By David L. Wilson
Congress is almost certain to consider some sort of reform to the
immigration system in 2010; when it does, we can expect a repeat of the
"tea bag" resistance we saw at last summer's town halls on healthcare
reform. The healthcare precedent "bodes badly" for immigration, Marc
R. Rosenblum, a senior policy analyst at the DC-based Migration Policy Institute, told a forum at Columbia University in New York City the evening of December 1.
Unfortunately, the discussion that night indicated that progressives
are planning to follow the same scenario we followed in the struggle
for healthcare: we propose legislation that falls short of what we
need, the right wing then whittles it down, and in the end we are told
we have to be responsible and accept half a loaf -- or a good deal less
than half.
What makes it worse is that, if we follow this plan, we will
probably lose a unique opportunity to have a lasting effect on the way
people think about immigration in this country.
The "Three-Legged Stool"
Most proposals for "comprehensive immigration reform," or "CIR,"
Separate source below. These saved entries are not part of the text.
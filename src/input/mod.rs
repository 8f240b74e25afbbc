//! Input pipeline: key events resolve to actions at the boundary.

pub mod keybindings;

pub use keybindings::{resolve, Action};
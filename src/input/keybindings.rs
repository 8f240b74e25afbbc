//! Key-event resolution.
//!
//! Raw `crossterm` key events are translated into an [`Action`] exactly
//! once, here, at the input boundary. Downstream code dispatches on the
//! action and never re-inspects key codes, so a key can only ever mean one
//! thing.

use crossterm::event::{KeyCode, KeyEvent, KeyModifiers};

/// Everything a single keystroke can ask the shell to do.
#[derive(Debug, Clone, Copy, PartialEq, Eq)]
pub enum Action {
    /// Insert a printable character at the cursor.
    InsertChar(char),
    /// Delete the character before the cursor.
    DeleteBackward,
    MoveLeft,
    MoveRight,
    /// Recall the previous (older) history entry.
    HistoryOlder,
    /// Recall the next (newer) history entry.
    HistoryNewer,
    /// Pan the scrollback one row toward older output.
    ScrollUp,
    /// Pan the scrollback one row toward newer output.
    ScrollDown,
    /// Discard the current line.
    CancelLine,
    /// Submit the current line for execution.
    Submit,
    /// End the session.
    Quit,
    /// Ignored key (function keys, unbound chords, key releases).
    None,
}

/// Resolve a key event to its action.
///
/// Bindings: printable ASCII inserts, Backspace deletes, Left/Right move
/// the cursor, Up/Down browse history, PageUp/PageDown pan the scrollback,
/// Esc clears the line, Enter submits, Ctrl+Q quits. Anything else is
/// ignored rather than treated as an error.
pub fn resolve(event: &KeyEvent) -> Action {
    let ctrl = event.modifiers.contains(KeyModifiers::CONTROL);
    let alt = event.modifiers.contains(KeyModifiers::ALT);

    match event.code {
        KeyCode::Char('q') if ctrl => Action::Quit,
        // Only plain printable ASCII goes into the line buffer.
        KeyCode::Char(c) if !ctrl && !alt && (' '..='~').contains(&c) => Action::InsertChar(c),
        KeyCode::Backspace => Action::DeleteBackward,
        KeyCode::Left => Action::MoveLeft,
        KeyCode::Right => Action::MoveRight,
        KeyCode::Up => Action::HistoryOlder,
        KeyCode::Down => Action::HistoryNewer,
        KeyCode::PageUp => Action::ScrollUp,
        KeyCode::PageDown => Action::ScrollDown,
        KeyCode::Esc => Action::CancelLine,
        KeyCode::Enter => Action::Submit,
        _ => Action::None,
    }
}
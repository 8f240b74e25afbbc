use crate::common::harness::ShellTestHarness;
use brine::config::Config;
use crossterm::event::{KeyCode, KeyModifiers};

fn up(harness: &mut ShellTestHarness) {
    harness.send_key(KeyCode::Up, KeyModifiers::NONE).unwrap();
}

fn down(harness: &mut ShellTestHarness) {
    harness.send_key(KeyCode::Down, KeyModifiers::NONE).unwrap();
}

#[test]
fn up_recalls_most_recent_then_older() {
    let mut harness = ShellTestHarness::new(60, 8).unwrap();
    harness.submit_line("echo one").unwrap();
    harness.submit_line("echo two").unwrap();

    up(&mut harness);
    assert_eq!(harness.shell().line().text(), "echo two");
    up(&mut harness);
    assert_eq!(harness.shell().line().text(), "echo one");
    // At the oldest entry further presses change nothing.
    up(&mut harness);
    assert_eq!(harness.shell().line().text(), "echo one");
}

#[test]
fn recalled_entry_is_shown_with_cursor_at_end() {
    let mut harness = ShellTestHarness::new(60, 8).unwrap();
    harness.submit_line("greet ada").unwrap();

    up(&mut harness);
    // Prompt row sits below the two scrollback rows (prompt echo + output).
    assert_eq!(harness.row_text(2), "brine$ greet ada");
    assert_eq!(harness.cursor(), (2, 16));
}

#[test]
fn down_walks_back_toward_newest_then_clears() {
    let mut harness = ShellTestHarness::new(60, 8).unwrap();
    harness.submit_line("echo one").unwrap();
    harness.submit_line("echo two").unwrap();

    up(&mut harness);
    up(&mut harness);
    down(&mut harness);
    assert_eq!(harness.shell().line().text(), "echo two");
    // Walking past the newest entry clears the line and ends the session.
    down(&mut harness);
    assert_eq!(harness.shell().line().text(), "");
    assert!(!harness.shell().history().is_browsing());
    // Another down is a no-op when not browsing.
    down(&mut harness);
    assert_eq!(harness.shell().line().text(), "");
}

#[test]
fn down_without_browsing_is_a_noop() {
    let mut harness = ShellTestHarness::new(60, 8).unwrap();
    harness.submit_line("echo one").unwrap();
    harness.type_text("draft").unwrap();
    down(&mut harness);
    assert_eq!(harness.shell().line().text(), "draft");
}

#[test]
fn editing_restarts_browsing_from_most_recent() {
    let mut harness = ShellTestHarness::new(60, 8).unwrap();
    harness.submit_line("echo one").unwrap();
    harness.submit_line("echo two").unwrap();

    up(&mut harness);
    up(&mut harness);
    assert_eq!(harness.shell().line().text(), "echo one");

    // A direct edit ends the session...
    harness.type_text("!").unwrap();
    assert!(!harness.shell().history().is_browsing());

    // ...so the next Up starts over at the most recent entry.
    up(&mut harness);
    assert_eq!(harness.shell().line().text(), "echo two");
}

#[test]
fn recalling_does_not_mutate_stored_entries() {
    let mut harness = ShellTestHarness::new(60, 8).unwrap();
    harness.submit_line("echo original").unwrap();

    up(&mut harness);
    harness.type_text(" edited").unwrap();
    harness.send_key(KeyCode::Esc, KeyModifiers::NONE).unwrap();

    up(&mut harness);
    assert_eq!(harness.shell().line().text(), "echo original");
}

#[test]
fn empty_submissions_never_enter_history() {
    let mut harness = ShellTestHarness::new(60, 8).unwrap();
    harness.submit_line("echo kept").unwrap();
    harness.send_key(KeyCode::Enter, KeyModifiers::NONE).unwrap();
    harness.send_key(KeyCode::Enter, KeyModifiers::NONE).unwrap();

    up(&mut harness);
    assert_eq!(harness.shell().line().text(), "echo kept");
}

#[test]
fn ring_capacity_evicts_oldest_entries() {
    let config = Config {
        history_capacity: 3,
        ..Config::default()
    };
    let mut harness = ShellTestHarness::with_config(config, 60, 20).unwrap();
    for i in 0..5 {
        harness.submit_line(&format!("echo cmd{i}")).unwrap();
    }

    let entries: Vec<_> = harness.shell().history().entries().collect();
    assert_eq!(entries, vec!["echo cmd2", "echo cmd3", "echo cmd4"]);

    // Walking up past the oldest surviving entry stops there.
    for _ in 0..10 {
        up(&mut harness);
    }
    assert_eq!(harness.shell().line().text(), "echo cmd2");
}
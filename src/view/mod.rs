//! Rendering: the display abstraction and the viewport projection.

pub mod renderer;
pub mod surface;
pub mod term;

pub use surface::{Surface, TestSurface};
pub use term::TermSurface;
conform to the "three-legged stool" concept that Homeland Security
Secretary Janet Napolitano outlined in a speech on November 13.1 Each "leg" is meant to appeal to a different constituency:
- for the country's 12 million undocumented immigrants, CIR offers a limited legalization program;
- to satisfy the immigration restrictionists, the package expands the enforcement of immigration laws;
- to keep the corporations happy, the legislation includes a mechanism for bringing in foreign workers.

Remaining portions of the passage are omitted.